Student debt and loans is something that continues to plague college students well after graduation, haunting their dreams and hindering their ambitions for life. For the nation’s leader, U.S. President Joe Biden, the student loan crisis needed to be handled.
This is why the Biden Administration announced Aug. 24 a three-part plan to cancel up to $20,000 in student debt for low to middle income borrowers. According to the United States Department of Education, the cost of both four-year public and private colleges has nearly tripled even after accounting for inflation.
While many students do rely on financial assistance to help cover the costs such as the Pell Grant, they only cover about a third of the total costs, leaving many students feeling hopeless and drowning in debt.
In order to help combat this, especially for low and middle income families, Biden’s bill will offer up to $10,000 in loan forgiveness for federal school loans providing the borrower makes less than $125,000 a year. The same applies for married with joint income borrowers that make less than $250,000.
As for recipients of financial assistance like the Pell Grant, which are designed for people with exceptional financial need, an additional $10,000 can be canceled.
How it applies to LCCC
But what does this mean for students at Lorain County Community College? Well according to financial services, it still applies.
Applicants must fill out an application to see if they qualify for forgiveness and if they do, the loan or debt is wiped from their record. This will prevent holds on their account and allow them to continue their education, giving many scholars a greater chance to succeed.

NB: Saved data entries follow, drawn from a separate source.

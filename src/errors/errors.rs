use std::fmt::Display;

use thiserror::Error;

use crate::{lexer::tokens::Token, Position};

#[derive(Debug, Clone)]
pub struct Error {
    internal_error: ErrorImpl,
    position: Position,
}

impl Error {
    pub fn new(error_impl: ErrorImpl, position: Position) -> Self {
        Error {
            internal_error: error_impl,
            position,
        }
    }

    /// Wraps an `Illegal` token the caller has decided to treat as fatal.
    pub fn illegal_token(token: &Token) -> Self {
        Error::new(
            ErrorImpl::IllegalToken {
                token: token.value.clone(),
            },
            token.position,
        )
    }

    pub fn get_position(&self) -> &Position {
        &self.position
    }

    pub fn get_error_impl(&self) -> &ErrorImpl {
        &self.internal_error
    }

    pub fn get_error_name(&self) -> &str {
        match &self.internal_error {
            ErrorImpl::IllegalToken { .. } => "IllegalToken",
            ErrorImpl::Io { .. } => "Io",
        }
    }

    pub fn get_tip(&self) -> ErrorTip {
        match &self.internal_error {
            ErrorImpl::IllegalToken { token } => ErrorTip::Suggestion(format!(
                "`{}` does not start any token of the language",
                token.escape_debug()
            )),
            ErrorImpl::Io { .. } => ErrorTip::None,
        }
    }
}

impl Display for Error {
    fn fmt(&self, f: &mut std::fmt::Formatter<'_>) -> std::fmt::Result {
        if self.position == Position::null() {
            write!(f, "{}", self.internal_error)
        } else {
            write!(f, "{} at {}", self.internal_error, self.position)
        }
    }
}

impl std::error::Error for Error {
    fn source(&self) -> Option<&(dyn std::error::Error + 'static)> {
        Some(&self.internal_error)
    }
}

impl From<std::io::Error> for Error {
    fn from(error: std::io::Error) -> Self {
        Error::new(
            ErrorImpl::Io {
                message: error.to_string(),
            },
            Position::null(),
        )
    }
}

pub enum ErrorTip {
    None,
    Suggestion(String),
}

impl Display for ErrorTip {
    fn fmt(&self, f: &mut std::fmt::Formatter<'_>) -> std::fmt::Result {
        match self {
            ErrorTip::None => write!(f, ""),
            ErrorTip::Suggestion(suggestion) => write!(f, "{}", suggestion),
        }
    }
}

#[derive(Error, Debug, Clone, PartialEq, Eq)]
pub enum ErrorImpl {
    #[error("illegal token: {token:?}")]
    IllegalToken { token: String },
    #[error("i/o error: {message}")]
    Io { message: String },
}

According to the White House there are currently over 43 million federal student loan borrowers including those in community college.
Only about 8 million will automatically have their debt canceled because the department of Education has their income information. This makes it crucial for borrowers to fill out the applications, which open the second week of October.
Still everything comes with a price. The loan forgiveness act will cost the federal government roughly $400 billion over the next 30 years adding to the country’s growing deficit. The act will also cost the average $100,000 taxpayer roughly $1,500 a year.
Covering the costs
But for LCCC students the pros tend to outweigh the cons. Many students at the college fall under the requirements for debt forgiveness and with many more heading onto furthering education at four year universities, the debt can pile up quickly.
In the case of Pre-med student Ethan Kocak, student debt has always been a worry. “Coming from a family where I didn’t get a lot of assistance for my education, right now I am looking at either going into the Air Force or getting a high score on my exams to qualify for scholarships in order to pay for school and try and avoid debt.”
Even by doing the University Partnership program offered at LCCC, Kocak still says the cost came at a hefty $50,000 price tag and that’s just on the lower spectrum of costs. “Med school is insanely expensive and any help with the debt definitely helps,” he says. “This bill would be very helpful for me especially.” Kocak is a recipient of the Pell Grant and says knowing that because of that alone some of his debt can be resolved is very uplifting for him.
The looming dangers of student debt also can often discourage students from attending college altogether. Lorain County Early College High School senior Katie Sowards admits that she’s skeptical of continuing education into an undergrad degree because of the debt that comes with it.
“I know that college is really beneficial but I’m not sure the pros outweigh the costs,” she says. “I feel like this bill would be especially beneficial to students like me who don’t have to worry about it and instead can get their degrees.”
And LCCC Vice President of Enrollment Management and Student Services, Marisa Vernon-White, agrees.
“In July 2022, the U.S. Department of Education recognized LCCC as among the top 10% most affordable colleges in the country,” she says. “We also work closely with students to identify other resources outside of student loans that are available to help with tuition, such as scholarships, grants, and other aid.”
Still despite this, there are students at LCCC that will benefit from the act and continue the education processes at the college.
Students applying for the relief must do so by Nov. 15 in order to receive debt cancellation by the time the debt payment pause expires which has been in effect since the beginning of Covid-19. From there the pause will expire on Dec. 31, 2022 and interest will begin accruing again on borrowers remaining balances.
The final deadline to apply for student loan forgiveness is Dec. 31, 2023. According to the Department of Education, 13.5% of students have student loan debt.